* **WORK ITEM**
State how many lines of the data below hold the string "Category", giving nothing but the number.

* **DATA FOR PROCESSING**

//! Integration tests for the public API.
//!
//! These exercise the engine the way the dashboard does: a candle array in,
//! identifiers with optional overrides, aligned series out.

#![allow(clippy::needless_range_loop)]
#![allow(clippy::cast_precision_loss)]
#![allow(clippy::unreadable_literal)]
#![allow(clippy::float_cmp)]

mod common;

use common::{candles_from_closes, defined_after_prefix, sample_candles, undefined_prefix, EPSILON};
use fxta::plan::{catalog, Category};
use fxta::prelude::*;

fn all_requests() -> Vec<IndicatorRequest> {
    IndicatorKind::ALL
        .into_iter()
        .map(|kind| IndicatorRequest::new(kind.id()))
        .collect()
}

// ==================== Concrete Scenarios ====================

#[test]
fn test_sma_of_one_to_five() {
    let result = sma(&[1.0_f64, 2.0, 3.0, 4.0, 5.0], 3).unwrap();
    assert_eq!(result, vec![None, None, Some(2.0), Some(3.0), Some(4.0)]);
}

#[test]
fn test_obv_scenario() {
    let close = [10.0_f64, 11.0, 10.0, 10.0, 12.0];
    let volume = [100.0_f64; 5];
    let result = obv(&close, &volume).unwrap();
    assert_eq!(
        result,
        vec![Some(100.0), Some(200.0), Some(100.0), Some(100.0), Some(200.0)]
    );
}

#[test]
fn test_rsi_needs_period_plus_one_closes() {
    let closes: Vec<f64> = (0..14).map(|i| 1.0 + f64::from(i) * 0.01).collect();
    assert!(rsi(&closes, 14).unwrap().iter().all(Option::is_none));

    let mut longer = closes;
    longer.push(1.5);
    let result = rsi(&longer, 14).unwrap();
    assert_eq!(result[14], Some(100.0));
}

#[test]
fn test_ad_flat_candle_contributes_zero() {
    let candles = vec![
        Candle::new(0, 1.0, 2.0, 1.0, 2.0, 100.0),
        Candle::new(60, 1.5, 1.5, 1.5, 1.5, 9_999.0),
        Candle::new(120, 2.0, 2.0, 1.0, 1.0, 40.0),
    ];
    let set = DirectExecutor::default()
        .execute(&candles, &[IndicatorRequest::new("adl")])
        .unwrap();
    let line = set.get("adl").unwrap().output.as_line().unwrap();
    assert_eq!(line, &vec![Some(100.0), Some(100.0), Some(60.0)]);
}

// ==================== Alignment and Warm-up ====================

#[test]
fn test_every_indicator_is_aligned() {
    let candles = sample_candles(300);
    let set = DirectExecutor::default().execute(&candles, &all_requests()).unwrap();
    assert_eq!(set.len(), IndicatorKind::ALL.len());
    for computed in &set {
        for (name, series) in computed.output.components() {
            assert_eq!(series.len(), 300, "{}.{name}", computed.id);
            assert!(defined_after_prefix(series), "{}.{name}", computed.id);
        }
    }
}

#[test]
fn test_default_warm_up_lengths() {
    let candles = sample_candles(300);
    let set = DirectExecutor::default().execute(&candles, &all_requests()).unwrap();

    let expected: &[(&str, &str, usize)] = &[
        ("sma", "value", 19),
        ("ema", "value", 11),
        ("wma", "value", 13),
        ("bollinger", "upper", 19),
        ("bollinger", "lower", 19),
        ("vwap", "value", 0),
        ("keltner", "middle", 19),
        ("donchian", "upper", 19),
        ("ichimoku", "tenkan", 8),
        ("ichimoku", "kijun", 25),
        ("ichimoku", "senkou_a", 25),
        ("ichimoku", "senkou_b", 51),
        ("ichimoku", "chikou", 0),
        ("parabolic", "value", 2),
        ("rsi", "value", 14),
        ("macd", "macd", 25),
        ("macd", "signal", 33),
        ("macd", "histogram", 33),
        ("stochastic", "k", 13),
        ("stochastic", "d", 15),
        ("cci", "value", 19),
        ("williams", "value", 13),
        ("momentum", "value", 10),
        ("atr", "value", 13),
        ("mfi", "value", 14),
        ("obv", "value", 0),
        ("adl", "value", 0),
        ("stddev", "value", 19),
    ];

    for &(id, component, warm_up) in expected {
        let series = set.get(id).unwrap().output.component(component).unwrap();
        assert_eq!(undefined_prefix(series), warm_up, "{id}.{component}");
    }
}

#[test]
fn test_lookback_helpers_match_outputs() {
    let closes = common::sample_closes(120);
    assert_eq!(undefined_prefix(&sma(&closes, 7).unwrap()), sma_lookback(7));
    assert_eq!(undefined_prefix(&ema(&closes, 7).unwrap()), ema_lookback(7));
    assert_eq!(undefined_prefix(&wma(&closes, 7).unwrap()), wma_lookback(7));
    assert_eq!(undefined_prefix(&rsi(&closes, 7).unwrap()), rsi_lookback(7));
    assert_eq!(undefined_prefix(&mom(&closes, 7).unwrap()), mom_lookback(7));
    assert_eq!(undefined_prefix(&stddev(&closes, 7).unwrap()), stddev_lookback(7));
    let m = macd(&closes, 5, 13, 4).unwrap();
    assert_eq!(undefined_prefix(&m.macd_line), macd_line_lookback(5, 13));
    assert_eq!(undefined_prefix(&m.signal_line), macd_signal_lookback(5, 13, 4));
}

#[test]
fn test_empty_and_single_candle() {
    for n in [0, 1] {
        let candles = sample_candles(n);
        let set = DirectExecutor::default().execute(&candles, &all_requests()).unwrap();
        assert_eq!(set.len(), IndicatorKind::ALL.len());
        assert!(set.failures.is_empty());
        for computed in &set {
            for (_, series) in computed.output.components() {
                assert_eq!(series.len(), n);
            }
        }
    }
}

#[test]
fn test_obv_vwap_fully_defined() {
    let candles = sample_candles(50);
    let set = DirectExecutor::default()
        .execute(&candles, &[IndicatorRequest::new("obv"), IndicatorRequest::new("vwap")])
        .unwrap();
    for computed in &set {
        assert!(computed.output.as_line().unwrap().iter().all(Option::is_some));
    }
}

// ==================== Bounds ====================

#[test]
fn test_oscillator_bounds_on_sample_data() {
    let candles = sample_candles(400);
    let set = DirectExecutor::default()
        .execute(
            &candles,
            &[
                IndicatorRequest::new("rsi"),
                IndicatorRequest::new("mfi"),
                IndicatorRequest::new("stochastic"),
                IndicatorRequest::new("williams"),
            ],
        )
        .unwrap();

    for id in ["rsi", "mfi"] {
        for v in set.get(id).unwrap().output.as_line().unwrap().iter().flatten() {
            assert!((0.0..=100.0).contains(v), "{id} {v}");
        }
    }
    for (_, series) in set.get("stochastic").unwrap().output.components() {
        for v in series.iter().flatten() {
            assert!((0.0 - EPSILON..=100.0 + EPSILON).contains(v));
        }
    }
    for v in set.get("williams").unwrap().output.as_line().unwrap().iter().flatten() {
        assert!((-100.0..=0.0).contains(v));
    }
}

#[test]
fn test_band_ordering() {
    let candles = sample_candles(250);
    let set = DirectExecutor::default()
        .execute(
            &candles,
            &[
                IndicatorRequest::new("BB"),
                IndicatorRequest::new("keltner"),
                IndicatorRequest::new("donchian"),
            ],
        )
        .unwrap();
    for computed in &set {
        let upper = computed.output.component("upper").unwrap();
        let middle = computed.output.component("middle").unwrap();
        let lower = computed.output.component("lower").unwrap();
        for i in 0..candles.len() {
            if let (Some(u), Some(m), Some(l)) = (upper[i], middle[i], lower[i]) {
                assert!(u >= m && m >= l, "{} at {i}", computed.id);
            }
        }
    }
}

#[test]
fn test_donchian_tracks_monotone_trend() {
    let closes: Vec<f64> = (0..60).map(|i| 1.0 + f64::from(i) * 0.001).collect();
    let candles = candles_from_closes(&closes);
    let set = DirectExecutor::default()
        .execute(&candles, &[IndicatorRequest::new("donchian").with_param("period", 10.0)])
        .unwrap();
    let upper = set.get("donchian").unwrap().output.component("upper").unwrap();
    let lower = set.get("donchian").unwrap().output.component("lower").unwrap();
    let defined_upper: Vec<f64> = upper.iter().flatten().copied().collect();
    let defined_lower: Vec<f64> = lower.iter().flatten().copied().collect();
    assert!(defined_upper.windows(2).all(|w| w[1] >= w[0]));
    assert!(defined_lower.windows(2).all(|w| w[1] >= w[0]));
}

// ==================== Dispatch ====================

#[test]
fn test_aliases_equal_canonical_requests() {
    let candles = sample_candles(120);
    let pairs = [
        ("MA5", IndicatorRequest::new("sma").with_param("period", 5.0)),
        ("MA10", IndicatorRequest::new("sma").with_param("period", 10.0)),
        ("MA20", IndicatorRequest::new("sma").with_param("period", 20.0)),
        ("MA50", IndicatorRequest::new("sma").with_param("period", 50.0)),
        ("EMA12", IndicatorRequest::new("ema").with_param("period", 12.0)),
        ("EMA26", IndicatorRequest::new("ema").with_param("period", 26.0)),
        ("BB", IndicatorRequest::new("bollinger")),
    ];
    let executor = DirectExecutor::default();
    for (alias, canonical) in pairs {
        let set = executor
            .execute(&candles, &[IndicatorRequest::new(alias), canonical])
            .unwrap();
        assert_eq!(set.indicators[0].output, set.indicators[1].output, "{alias}");
        assert_eq!(set.indicators[0].pane, set.indicators[1].pane, "{alias}");
    }
}

#[test]
fn test_unknown_and_failing_requests() {
    let candles = sample_candles(60);
    let requests = vec![
        IndicatorRequest::new("sma"),
        IndicatorRequest::new("supertrend"),
        IndicatorRequest::new("ema").with_param("period", 1.5),
        IndicatorRequest::new("macd").with_param("histogram", 3.0),
        IndicatorRequest::new("rsi"),
    ];
    let set = DirectExecutor::default().execute(&candles, &requests).unwrap();
    let ids: Vec<&str> = set.iter().map(|c| c.id.as_str()).collect();
    assert_eq!(ids, ["sma", "rsi"]);
    let failed: Vec<&str> = set.failures.iter().map(|f| f.id.as_str()).collect();
    assert_eq!(failed, ["ema", "macd"]);
}

#[test]
fn test_largest_accepted_period_is_undefined() {
    let candles = sample_candles(10);
    let largest = f64::from(u32::MAX);
    let factors = ["multiplier", "af_start", "af_step", "af_max"];

    let requests: Vec<IndicatorRequest> = IndicatorKind::ALL
        .into_iter()
        .flat_map(|kind| {
            kind.param_names()
                .iter()
                .filter(|name| !factors.contains(*name))
                .map(move |name| IndicatorRequest::new(kind.id()).with_param(*name, largest))
        })
        .collect();
    let set = DirectExecutor::default().execute(&candles, &requests).unwrap();

    assert!(set.failures.is_empty(), "{:?}", set.failures);
    assert_eq!(set.len(), requests.len());
    for computed in &set {
        assert_eq!(computed.output.len(), 10);
        for (name, series) in computed.output.components() {
            if name != "chikou" {
                assert!(series.iter().all(Option::is_none), "{} {name}", computed.id);
            }
        }
    }
    for id in ["donchian", "stochastic", "williams", "ichimoku"] {
        assert!(set.iter().any(|c| c.id == id), "{id}");
    }
}

#[test]
fn test_panes() {
    let candles = sample_candles(80);
    let set = DirectExecutor::default().execute(&candles, &all_requests()).unwrap();
    let overlays: Vec<&str> = set.in_pane(Pane::Overlay).map(|c| c.id.as_str()).collect();
    assert_eq!(
        overlays,
        ["sma", "ema", "wma", "bollinger", "vwap", "keltner", "donchian", "ichimoku", "parabolic"]
    );
    assert_eq!(set.in_pane(Pane::Oscillator).count(), 11);
}

#[test]
fn test_malformed_candles() {
    let mut candles = sample_candles(20);
    candles[11].time = candles[10].time;
    let err = DirectExecutor::default()
        .execute(&candles, &[IndicatorRequest::new("sma")])
        .unwrap_err();
    assert!(matches!(err, Error::MalformedCandle { index: 11, .. }));
}

#[test]
fn test_typical_price_source() {
    let candles = sample_candles(40);
    let config = EngineConfig::default().with_price_source(PriceSource::Typical);
    let set = DirectExecutor::new(config)
        .execute(&candles, &[IndicatorRequest::new("sma").with_param("period", 1.0)])
        .unwrap();
    let line = set.get("sma").unwrap().output.as_line().unwrap();
    for (value, candle) in line.iter().zip(&candles) {
        assert!(fxta::approx_eq(value.unwrap(), candle.typical_price(), EPSILON));
    }
}

#[test]
fn test_memoized_and_batch_agree_with_direct() {
    let candles = sample_candles(200);
    let requests = all_requests();
    let direct = DirectExecutor::default().execute(&candles, &requests).unwrap();

    let mut memo = MemoizedExecutor::new(EngineConfig::default());
    assert_eq!(memo.execute(&candles, &requests).unwrap(), &direct);
    assert_eq!(memo.execute(&candles, &requests).unwrap(), &direct);

    let batch = BatchProcessor::default().execute(&candles, &requests).unwrap();
    assert_eq!(batch, direct);
}

#[test]
fn test_catalog_covers_every_kind() {
    let entries = catalog(&Registry::standard());
    let volume: Vec<&str> = entries
        .iter()
        .filter(|e| e.category == Category::Volume)
        .map(|e| e.id)
        .collect();
    assert_eq!(volume, ["obv", "adl"]);
    assert!(entries.iter().all(|e| e.components == IndicatorKind::from_id(e.id).unwrap().component_names()));
}

// ==================== Generic Element Types ====================

#[test]
fn test_f32_indicators() {
    let closes: Vec<f32> = (0..30).map(|i| 1.0 + i as f32 * 0.01).collect();
    let result = sma(&closes, 5).unwrap();
    assert_eq!(result.len(), 30);
    assert!((result[4].unwrap() - 1.02).abs() < 1e-5);
    let bands = bollinger(&closes, 5, 2.0_f32).unwrap();
    assert!(bands.upper[10] >= bands.lower[10]);
}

* **RESULT OF THE TASK**
2